■ TASK STATEMENT
Look through the data below. Pick out the lines holding the string "crate".

[Items from a data source]
=== Section Start ===

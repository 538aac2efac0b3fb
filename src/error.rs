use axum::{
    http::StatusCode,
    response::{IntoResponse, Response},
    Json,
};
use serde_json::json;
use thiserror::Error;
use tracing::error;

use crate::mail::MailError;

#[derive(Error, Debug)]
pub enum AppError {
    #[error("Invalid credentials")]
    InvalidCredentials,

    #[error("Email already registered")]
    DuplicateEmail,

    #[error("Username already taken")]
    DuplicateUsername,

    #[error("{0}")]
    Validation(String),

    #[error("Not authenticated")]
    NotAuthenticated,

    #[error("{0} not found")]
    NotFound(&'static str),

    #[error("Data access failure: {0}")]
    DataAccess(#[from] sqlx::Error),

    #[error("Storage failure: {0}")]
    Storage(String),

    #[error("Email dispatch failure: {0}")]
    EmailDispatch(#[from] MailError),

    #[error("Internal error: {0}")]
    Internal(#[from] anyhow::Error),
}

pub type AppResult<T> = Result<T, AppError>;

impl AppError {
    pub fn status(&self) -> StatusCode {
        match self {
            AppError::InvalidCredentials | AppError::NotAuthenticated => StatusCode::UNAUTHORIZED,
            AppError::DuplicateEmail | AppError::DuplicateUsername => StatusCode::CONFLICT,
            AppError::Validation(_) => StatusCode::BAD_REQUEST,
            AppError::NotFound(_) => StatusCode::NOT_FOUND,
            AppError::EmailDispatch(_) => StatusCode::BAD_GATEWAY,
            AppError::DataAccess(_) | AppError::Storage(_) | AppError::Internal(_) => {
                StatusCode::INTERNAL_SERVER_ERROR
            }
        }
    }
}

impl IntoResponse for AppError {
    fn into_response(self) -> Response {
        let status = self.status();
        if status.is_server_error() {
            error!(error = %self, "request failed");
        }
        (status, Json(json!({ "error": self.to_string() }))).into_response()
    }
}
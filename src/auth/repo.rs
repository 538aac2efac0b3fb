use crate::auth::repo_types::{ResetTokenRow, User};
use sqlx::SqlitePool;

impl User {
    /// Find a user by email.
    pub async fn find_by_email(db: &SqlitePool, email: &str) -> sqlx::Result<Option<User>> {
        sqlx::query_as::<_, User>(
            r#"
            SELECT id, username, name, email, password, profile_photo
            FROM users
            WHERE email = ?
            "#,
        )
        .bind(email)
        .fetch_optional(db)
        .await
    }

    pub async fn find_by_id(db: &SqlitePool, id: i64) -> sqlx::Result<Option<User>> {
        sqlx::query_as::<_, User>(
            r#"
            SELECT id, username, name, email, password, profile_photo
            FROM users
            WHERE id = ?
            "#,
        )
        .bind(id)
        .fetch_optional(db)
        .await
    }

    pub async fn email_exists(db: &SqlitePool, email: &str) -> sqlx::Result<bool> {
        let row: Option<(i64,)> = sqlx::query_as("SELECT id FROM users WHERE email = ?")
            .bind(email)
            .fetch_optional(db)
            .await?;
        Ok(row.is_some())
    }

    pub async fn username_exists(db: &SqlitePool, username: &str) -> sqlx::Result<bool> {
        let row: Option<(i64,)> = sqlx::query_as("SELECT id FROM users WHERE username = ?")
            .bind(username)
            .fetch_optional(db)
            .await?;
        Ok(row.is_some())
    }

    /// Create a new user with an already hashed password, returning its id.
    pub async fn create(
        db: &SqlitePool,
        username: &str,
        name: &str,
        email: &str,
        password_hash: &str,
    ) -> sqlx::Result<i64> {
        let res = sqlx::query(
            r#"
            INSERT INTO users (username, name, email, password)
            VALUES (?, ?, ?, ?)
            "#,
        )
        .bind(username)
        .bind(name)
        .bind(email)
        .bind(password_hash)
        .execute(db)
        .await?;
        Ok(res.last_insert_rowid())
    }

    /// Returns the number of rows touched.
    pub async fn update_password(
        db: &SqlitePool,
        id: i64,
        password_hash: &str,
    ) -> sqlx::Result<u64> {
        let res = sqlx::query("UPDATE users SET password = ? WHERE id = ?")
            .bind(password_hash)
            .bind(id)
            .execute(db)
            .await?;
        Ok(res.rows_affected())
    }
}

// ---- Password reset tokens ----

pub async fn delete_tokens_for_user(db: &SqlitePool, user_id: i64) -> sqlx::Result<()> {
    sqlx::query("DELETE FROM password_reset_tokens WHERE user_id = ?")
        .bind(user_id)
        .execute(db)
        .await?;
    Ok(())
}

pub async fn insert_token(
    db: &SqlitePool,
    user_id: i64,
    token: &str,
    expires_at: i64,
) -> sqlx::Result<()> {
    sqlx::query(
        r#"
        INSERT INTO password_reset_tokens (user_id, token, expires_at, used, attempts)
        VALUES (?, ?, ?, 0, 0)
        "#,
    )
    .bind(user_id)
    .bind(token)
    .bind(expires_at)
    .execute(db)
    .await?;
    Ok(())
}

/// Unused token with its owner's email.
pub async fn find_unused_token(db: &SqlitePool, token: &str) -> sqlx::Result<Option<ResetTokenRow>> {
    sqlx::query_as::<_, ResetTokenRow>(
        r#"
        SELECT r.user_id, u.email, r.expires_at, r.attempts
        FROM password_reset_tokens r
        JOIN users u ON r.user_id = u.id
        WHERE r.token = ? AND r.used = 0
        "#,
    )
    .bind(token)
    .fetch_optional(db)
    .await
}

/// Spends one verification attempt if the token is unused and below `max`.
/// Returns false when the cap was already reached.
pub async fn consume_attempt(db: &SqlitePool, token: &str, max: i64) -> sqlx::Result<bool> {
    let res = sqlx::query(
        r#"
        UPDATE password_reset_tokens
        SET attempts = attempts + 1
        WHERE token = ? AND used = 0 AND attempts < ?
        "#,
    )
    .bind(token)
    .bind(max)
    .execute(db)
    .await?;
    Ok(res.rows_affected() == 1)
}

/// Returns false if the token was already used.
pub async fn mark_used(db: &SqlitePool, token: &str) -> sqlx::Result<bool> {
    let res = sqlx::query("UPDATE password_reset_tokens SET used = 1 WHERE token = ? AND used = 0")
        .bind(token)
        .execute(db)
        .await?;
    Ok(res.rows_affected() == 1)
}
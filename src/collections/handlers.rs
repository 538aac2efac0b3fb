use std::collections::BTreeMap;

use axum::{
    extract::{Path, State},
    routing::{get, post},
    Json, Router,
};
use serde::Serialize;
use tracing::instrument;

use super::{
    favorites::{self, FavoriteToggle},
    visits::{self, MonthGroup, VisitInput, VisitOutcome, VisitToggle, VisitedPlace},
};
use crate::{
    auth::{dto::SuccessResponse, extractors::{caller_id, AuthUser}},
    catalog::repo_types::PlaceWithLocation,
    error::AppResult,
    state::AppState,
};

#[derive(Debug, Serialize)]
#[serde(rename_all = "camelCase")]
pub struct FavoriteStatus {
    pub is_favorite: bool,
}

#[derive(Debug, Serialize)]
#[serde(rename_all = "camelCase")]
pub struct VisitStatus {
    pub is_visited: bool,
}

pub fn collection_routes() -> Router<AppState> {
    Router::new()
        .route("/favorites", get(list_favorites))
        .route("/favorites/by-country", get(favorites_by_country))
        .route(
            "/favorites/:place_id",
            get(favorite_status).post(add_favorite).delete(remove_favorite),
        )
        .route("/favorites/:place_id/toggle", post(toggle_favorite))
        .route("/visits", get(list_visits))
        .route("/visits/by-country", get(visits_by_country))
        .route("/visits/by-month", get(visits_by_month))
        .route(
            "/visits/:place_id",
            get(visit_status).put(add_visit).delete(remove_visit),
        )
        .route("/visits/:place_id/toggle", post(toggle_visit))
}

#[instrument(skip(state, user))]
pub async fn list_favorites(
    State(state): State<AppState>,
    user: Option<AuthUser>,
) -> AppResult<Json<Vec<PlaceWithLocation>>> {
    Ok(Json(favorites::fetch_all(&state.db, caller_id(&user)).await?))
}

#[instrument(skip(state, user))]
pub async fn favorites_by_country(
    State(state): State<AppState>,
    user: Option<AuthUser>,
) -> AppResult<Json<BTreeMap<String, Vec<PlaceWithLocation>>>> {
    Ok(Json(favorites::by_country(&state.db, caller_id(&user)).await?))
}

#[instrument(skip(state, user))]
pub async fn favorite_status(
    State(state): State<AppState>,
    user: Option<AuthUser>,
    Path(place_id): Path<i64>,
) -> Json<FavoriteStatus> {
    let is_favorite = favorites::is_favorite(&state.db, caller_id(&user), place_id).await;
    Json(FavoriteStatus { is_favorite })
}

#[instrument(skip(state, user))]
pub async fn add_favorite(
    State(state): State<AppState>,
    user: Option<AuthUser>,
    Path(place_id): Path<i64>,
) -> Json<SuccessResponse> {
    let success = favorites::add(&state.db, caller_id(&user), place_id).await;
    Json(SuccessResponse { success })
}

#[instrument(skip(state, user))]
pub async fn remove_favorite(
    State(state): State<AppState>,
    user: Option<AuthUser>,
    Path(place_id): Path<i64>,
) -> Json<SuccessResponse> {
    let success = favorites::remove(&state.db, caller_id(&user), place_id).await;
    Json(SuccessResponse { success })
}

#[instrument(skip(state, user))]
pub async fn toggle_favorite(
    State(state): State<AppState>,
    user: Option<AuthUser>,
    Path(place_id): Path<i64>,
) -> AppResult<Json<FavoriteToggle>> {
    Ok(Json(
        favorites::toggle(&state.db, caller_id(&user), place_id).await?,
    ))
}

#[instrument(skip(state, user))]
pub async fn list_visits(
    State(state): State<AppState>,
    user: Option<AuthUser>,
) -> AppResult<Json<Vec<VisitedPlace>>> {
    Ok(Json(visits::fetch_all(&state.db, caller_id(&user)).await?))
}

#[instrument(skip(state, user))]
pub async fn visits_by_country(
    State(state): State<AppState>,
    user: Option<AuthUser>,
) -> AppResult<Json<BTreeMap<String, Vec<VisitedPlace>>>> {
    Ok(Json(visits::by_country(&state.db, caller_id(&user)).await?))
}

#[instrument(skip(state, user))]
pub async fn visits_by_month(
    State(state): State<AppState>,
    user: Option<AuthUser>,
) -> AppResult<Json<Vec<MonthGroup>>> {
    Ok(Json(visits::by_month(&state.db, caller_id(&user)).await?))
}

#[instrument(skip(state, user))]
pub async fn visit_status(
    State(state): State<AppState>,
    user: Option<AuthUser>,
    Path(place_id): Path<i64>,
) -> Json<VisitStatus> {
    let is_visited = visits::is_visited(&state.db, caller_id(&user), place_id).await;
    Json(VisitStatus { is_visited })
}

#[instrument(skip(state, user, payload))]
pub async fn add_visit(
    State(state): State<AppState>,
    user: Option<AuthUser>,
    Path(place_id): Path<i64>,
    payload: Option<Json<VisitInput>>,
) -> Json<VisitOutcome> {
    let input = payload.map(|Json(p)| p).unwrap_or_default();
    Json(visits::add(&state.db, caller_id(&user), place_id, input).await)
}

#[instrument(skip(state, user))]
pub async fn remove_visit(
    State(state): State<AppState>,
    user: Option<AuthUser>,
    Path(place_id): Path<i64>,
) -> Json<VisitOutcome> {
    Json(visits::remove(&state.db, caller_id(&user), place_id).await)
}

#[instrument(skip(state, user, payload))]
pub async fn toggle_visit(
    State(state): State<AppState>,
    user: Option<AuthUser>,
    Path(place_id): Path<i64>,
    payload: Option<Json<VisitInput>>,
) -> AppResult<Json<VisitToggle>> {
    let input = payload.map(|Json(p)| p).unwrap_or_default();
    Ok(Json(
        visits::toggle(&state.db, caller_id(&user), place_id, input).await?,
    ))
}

=== Section End ===

■ THE COMPLETED TASK
use crate::mail::MailError;
use crate::auth::repo_types::{ResetTokenRow, User};
use crate::{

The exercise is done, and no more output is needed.